Einem Gutachten der Landeshochschulkonferenz von 2020 zufolge werden 4,3 Milliarden Euro für die Sanierung und Modernisierung der Hochschulen benötigt. Eine aktualisierte Schätzung gibt es dem Bericht zufolge nicht. „Es ist aber davon auszugehen, dass der Betrag deutlich angestiegen ist“, erklärte Menzel-Riedl.

Allein die Leibniz Universität Hannover geht nach den Worten von Uni-Präsident Volker Epping von einem Sanierungsstau von mindestens 600 Millionen Euro aus. 50 von 180 Hochschulgebäuden seien sanierungsbedürftig.

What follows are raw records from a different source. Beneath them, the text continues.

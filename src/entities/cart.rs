//! Cart entity - A product the user intends to buy now.
//!
//! At most one row exists per (user, product); adding again bumps `quantity`.

use sea_orm::entity::prelude::*;
use serde::{Deserialize, Serialize};

/// Cart item database model
#[derive(Clone, Debug, PartialEq, Eq, DeriveEntityModel, Serialize, Deserialize)]
#[sea_orm(table_name = "cart")]
pub struct Model {
    /// Unique identifier for the cart item
    #[sea_orm(primary_key)]
    pub id: i64,
    /// Owning user
    pub user_id: i64,
    /// Product in the cart
    pub product_id: i64,
    /// Number of units, always at least 1
    pub quantity: i32,
    /// When the product first entered the cart
    pub added_at: DateTimeUtc,
}

/// Defines relationships between Cart and other entities
#[derive(Copy, Clone, Debug, EnumIter, DeriveRelation)]
pub enum Relation {
    /// Each cart item references one product
    #[sea_orm(
        belongs_to = "super::product::Entity",
        from = "Column::ProductId",
        to = "super::product::Column::Id",
        on_delete = "Cascade"
    )]
    Product,
    /// Each cart item belongs to one user
    #[sea_orm(
        belongs_to = "super::user::Entity",
        from = "Column::UserId",
        to = "super::user::Column::Id",
        on_delete = "Cascade"
    )]
    User,
}

impl Related<super::product::Entity> for Entity {
    fn to() -> RelationDef {
        Relation::Product.def()
    }
}

impl Related<super::user::Entity> for Entity {
    fn to() -> RelationDef {
        Relation::User.def()
    }
}

impl ActiveModelBehavior for ActiveModel {}
//! `baytdesign` - Home-goods catalog and budgeting data layer
//!
//! This crate provides the storage and business rules behind a home-goods marketplace:
//! a catalog of classifications, shops and products, and per-user budgets, carts,
//! wishlists and reviews, with exact decimal budget totals and cascading deletes.

// Deny the most critical lints that could lead to bugs or security issues
#![deny(
    // Security and correctness
    unsafe_code,
    unsafe_op_in_unsafe_fn,

    // Code quality - things that are almost always bugs
    unreachable_code,
    unreachable_patterns,
    unused_must_use,

    // Documentation - broken links are bugs
    rustdoc::broken_intra_doc_links,
    rustdoc::private_intra_doc_links,
)]
// Warn on things that should be fixed but aren't necessarily bugs
#![warn(
    // Documentation - missing docs should be added gradually
    missing_docs,

    // Clippy categories for overall code quality
    clippy::all,
    clippy::pedantic,
    clippy::nursery,

    // Performance
    clippy::inefficient_to_string,
    clippy::large_types_passed_by_value,
    clippy::needless_pass_by_value,
    clippy::unnecessary_wraps,

    // Correctness
    clippy::clone_on_ref_ptr,
    clippy::dbg_macro,
    clippy::exit,
    clippy::expect_used,
    clippy::float_cmp,
    clippy::panic,
    clippy::todo,
    clippy::unimplemented,
    clippy::unwrap_used,

    // Complexity and readability
    clippy::cognitive_complexity,
    clippy::large_enum_variant,
    clippy::match_same_arms,
    clippy::too_many_lines,

    // Style consistency
    clippy::enum_glob_use,
    clippy::inconsistent_struct_constructor,
    clippy::missing_errors_doc,
    clippy::missing_panics_doc,
    clippy::must_use_candidate,
    clippy::redundant_closure_for_method_calls,
    clippy::semicolon_if_nothing_returned,
    clippy::wildcard_imports,

    // Future compatibility
    future_incompatible,
    rust_2018_idioms,
)]
// Allow some pedantic lints that are too noisy or not applicable
#![allow(
    clippy::module_name_repetitions,  // Common pattern in Rust
    clippy::missing_errors_doc,        // Will add gradually
    clippy::missing_panics_doc,        // Will add gradually
)]

// Note: `missing_docs` is set to `warn` instead of `deny` because:
// 1. Macro-generated code (e.g., `DeriveEntityModel`) doesn't include docs
// 2. We want to gradually add documentation rather than block compilation

/// Configuration management for database, settings and catalog seed data
pub mod config;
/// Core business logic - framework-agnostic catalog, budget, cart and review operations
pub mod core;
/// SeaORM entity definitions for database tables
pub mod entities;
/// Unified error types and result handling
pub mod errors;

#[cfg(test)]
pub mod test_utils;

Im Nordwesten sind die Probleme kaum geringer: Die Universität Oldenburg beziffert den Sanierungsbedarf auf 241 Mio. Euro. Allein 40 Mio. Euro entfallen auf den Turm mit dem blauen Logo der Hochschule sowie die Tragwerkssanierung, sagte Uni-Sprecherin Corinna Dahm-Brey. Die Sanierung der Tiefgarage im Bibliotheksgebäude soll kommendes Jahr beginnen. Dafür sind 18 Mio. Euro im Landeshaushalt eingeplant.

Auch an der Hochschule Emden/Leer gibt es „einigen Sanierungsbedarf“, den die Akademie bereits aktiv angehe. „So wurde unter anderem die Emder Hochschulbibliothek umfangreich modernisiert“, sagte Sprecherin Katrin Hellwig dieser Redaktion.

Ergänzt würden diese Maßnahmen durch Neubauten wie das Hörsaalgebäude und das Maritime Technikum. Zahlen nannte die Sprecherin nicht. Die Jade-Hochschule Oldenburg/Wilhelmshaven/Elsfleth sowie die Universität Vechta konnten zunächst keine Angaben machen.

Thorben Peters, Landesvorsitzender der Linken in Niedersachsen, forderte ein Investitionsprogramm des Landes, um die Hochschulen systematisch zu sanieren. Etwas Derartiges schwebt auch Hannovers Uni-Präsident Epping vor. In Hessen seien bis 2035 rund 5,5 Milliarden Euro für die Hochschulen vorgesehen.